Our leaders, our long-time members, our most dedicated volunteers - they just kept plugging away at being the church. That doesn't mean they weren't sad about the building, but they understood that the church is people serving Christ together. I was recently invited to speak at Temple Sinai at their Tisha B'av service (a memorial day on the Jewish calendar that marks the destruction of the Temple). When I made the point about this negative correlation of involvement to sadness, the rabbi asked if any of my members who were present agreed. One woman - a senior citizen who has been a member since the 1950s - said, "You know, after the fire, I had wondered if I should have been sadder, because I was disappointed, but I wasn't that sad." For her and for others like her, the church owned a building, but it wasn't the building.
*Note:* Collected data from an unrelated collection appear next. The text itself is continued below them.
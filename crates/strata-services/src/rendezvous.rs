//! The rendezvous server — cluster membership and the completion barrier.
//!
//! Peers connect, send Register, and keep the connection open; the
//! server pushes a fresh, full Directory to every registered peer on
//! each membership change (registration or disconnect — simple, not
//! incremental, propagation). Complete messages feed a barrier: once
//! every registered peer has reported, the server broadcasts Kill and
//! stops. An external Kill (or `shutdown()`) does the same.

use std::collections::HashSet;
use std::sync::Arc;

use tokio::net::{tcp::OwnedWriteHalf, TcpListener, TcpStream};
use tokio::sync::{broadcast, mpsc, Mutex};

use strata_core::error::Result;
use strata_core::message::{Message, Payload};

use crate::directory::Directory;
use crate::frame;

struct PeerRecord {
    index: u32,
    addr: String,
    outbox: mpsc::UnboundedSender<Message>,
}

#[derive(Default)]
struct Roster {
    peers: Vec<PeerRecord>,
    completed: HashSet<u32>,
}

impl Roster {
    fn directory(&self) -> Directory {
        Directory {
            addresses: self.peers.iter().map(|p| p.addr.clone()).collect(),
            node_indexes: self.peers.iter().map(|p| p.index).collect(),
        }
    }
}

/// Handle to a running rendezvous server.
pub struct RendezvousServer {
    local_addr: String,
    shutdown_tx: broadcast::Sender<()>,
}

impl RendezvousServer {
    /// Bind and start serving. Port 0 gets an OS-assigned port;
    /// `addr()` reports the real one.
    pub async fn start(bind_addr: &str) -> Result<Self> {
        let listener = TcpListener::bind(bind_addr).await?;
        let local_addr = listener.local_addr()?.to_string();
        let (shutdown_tx, shutdown_rx) = broadcast::channel(4);
        let roster = Arc::new(Mutex::new(Roster::default()));

        tracing::info!(addr = %local_addr, "rendezvous server up");
        tokio::spawn(accept_loop(
            listener,
            local_addr.clone(),
            roster,
            shutdown_tx.clone(),
            shutdown_rx,
        ));

        Ok(Self { local_addr, shutdown_tx })
    }

    pub fn addr(&self) -> &str {
        &self.local_addr
    }

    /// Kill the cluster and stop serving.
    pub fn shutdown(&self) {
        let _ = self.shutdown_tx.send(());
    }
}

async fn accept_loop(
    listener: TcpListener,
    server_addr: String,
    roster: Arc<Mutex<Roster>>,
    shutdown_tx: broadcast::Sender<()>,
    mut shutdown_rx: broadcast::Receiver<()>,
) {
    loop {
        tokio::select! {
            _ = shutdown_rx.recv() => {
                tracing::info!("rendezvous shutting down, killing cluster");
                kill_all(&*roster.lock().await, &server_addr);
                return;
            }

            result = listener.accept() => {
                let (stream, peer) = match result {
                    Ok(pair) => pair,
                    Err(e) => {
                        tracing::warn!(error = %e, "accept failed");
                        continue;
                    }
                };
                tracing::debug!(peer = %peer, "control connection accepted");
                tokio::spawn(handle_control_conn(
                    stream,
                    peer.to_string(),
                    server_addr.clone(),
                    roster.clone(),
                    shutdown_tx.clone(),
                ));
            }
        }
    }
}

/// One registered-peer control connection: reader here, a writer task
/// fed by the roster's outbox channel.
async fn handle_control_conn(
    stream: TcpStream,
    peer_label: String,
    server_addr: String,
    roster: Arc<Mutex<Roster>>,
    shutdown_tx: broadcast::Sender<()>,
) {
    let (mut reader, writer) = stream.into_split();
    let (outbox_tx, outbox_rx) = mpsc::unbounded_channel::<Message>();
    tokio::spawn(run_writer(writer, outbox_rx, peer_label.clone()));

    // Set once this connection sends Register.
    let mut registered: Option<u32> = None;

    loop {
        let msg = match frame::read_message(&mut reader, &peer_label).await {
            Ok(Some(msg)) => msg,
            Ok(None) => break,
            Err(e) => {
                tracing::warn!(peer = %peer_label, error = %e, "control read failed");
                break;
            }
        };

        match msg.payload {
            Payload::Register { node_index } => {
                let peer_addr = msg.sender;
                tracing::info!(node = node_index, addr = %peer_addr, "peer registered");
                let mut roster = roster.lock().await;
                // A re-register for the same index replaces the old record.
                roster.peers.retain(|p| p.index != node_index);
                roster.peers.push(PeerRecord {
                    index: node_index,
                    addr: peer_addr,
                    outbox: outbox_tx.clone(),
                });
                registered = Some(node_index);
                broadcast_directory(&roster, &server_addr);
            }

            Payload::Complete => {
                let Some(index) = registered else {
                    tracing::warn!(peer = %peer_label, "Complete from unregistered connection");
                    continue;
                };
                let mut roster = roster.lock().await;
                roster.completed.insert(index);
                tracing::info!(
                    node = index,
                    completed = roster.completed.len(),
                    registered = roster.peers.len(),
                    "completion reported"
                );
                let all_done = !roster.peers.is_empty()
                    && roster.peers.iter().all(|p| roster.completed.contains(&p.index));
                if all_done {
                    tracing::info!("every registered node complete, killing cluster");
                    kill_all(&roster, &server_addr);
                    let _ = shutdown_tx.send(());
                }
            }

            // An external Kill asks the server to take the cluster down.
            Payload::Kill => {
                tracing::info!(peer = %peer_label, "kill requested");
                kill_all(&*roster.lock().await, &server_addr);
                let _ = shutdown_tx.send(());
                break;
            }

            Payload::Ack => {}

            other => {
                tracing::warn!(
                    peer = %peer_label,
                    kind = ?other.kind(),
                    "message not accepted at the rendezvous role"
                );
            }
        }
    }

    // Disconnect: prune the roster and tell everyone who is left. Only a
    // record this connection still owns is pruned; a re-registration has
    // already replaced the record, and the fresh one must survive the
    // superseded connection's death.
    if let Some(index) = registered {
        let mut roster = roster.lock().await;
        let before = roster.peers.len();
        roster
            .peers
            .retain(|p| !(p.index == index && p.outbox.same_channel(&outbox_tx)));
        if roster.peers.len() != before {
            tracing::info!(node = index, "peer disconnected, removed from roster");
            broadcast_directory(&roster, &server_addr);
        }
    }
}

async fn run_writer(
    mut writer: OwnedWriteHalf,
    mut outbox: mpsc::UnboundedReceiver<Message>,
    peer_label: String,
) {
    while let Some(msg) = outbox.recv().await {
        if let Err(e) = frame::write_message(&mut writer, &msg).await {
            tracing::debug!(peer = %peer_label, error = %e, "control write failed");
            return;
        }
    }
}

/// Push the current full membership snapshot to every registered peer.
fn broadcast_directory(roster: &Roster, server_addr: &str) {
    let directory = roster.directory();
    tracing::debug!(nodes = directory.len(), "broadcasting directory");
    for peer in &roster.peers {
        let msg = Message::new(server_addr, peer.addr.clone(), directory.to_payload());
        let _ = peer.outbox.send(msg);
    }
}

fn kill_all(roster: &Roster, server_addr: &str) {
    for peer in &roster.peers {
        let msg = Message::new(server_addr, peer.addr.clone(), Payload::Kill);
        let _ = peer.outbox.send(msg);
    }
}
2. This doesn't mean that a building isn't important to ministry
There is a significance, however, to having a permanent place. On our second Sunday back, we had an adult baptism of a person who had worshiped with us for some time, but decided after the fire that it was time to make a public profession of faith and be baptized. Our third Sunday back we had an infant baptism. In these past two weeks, two more families decided it was time to have their babies baptized and asked to schedule them. It doesn't matter to them whether we are in a Gothic sanctuary or a cinderblock gymnasium. What matters is that we are home. And home is where the people are, where Christ is worshiped and glorified, but it's also a place.
So it seems that the clear lesson is simple: a church is people united in Christ, and the work of the church is facilitated by a church building - as long as we remember that it is a building, and not the building.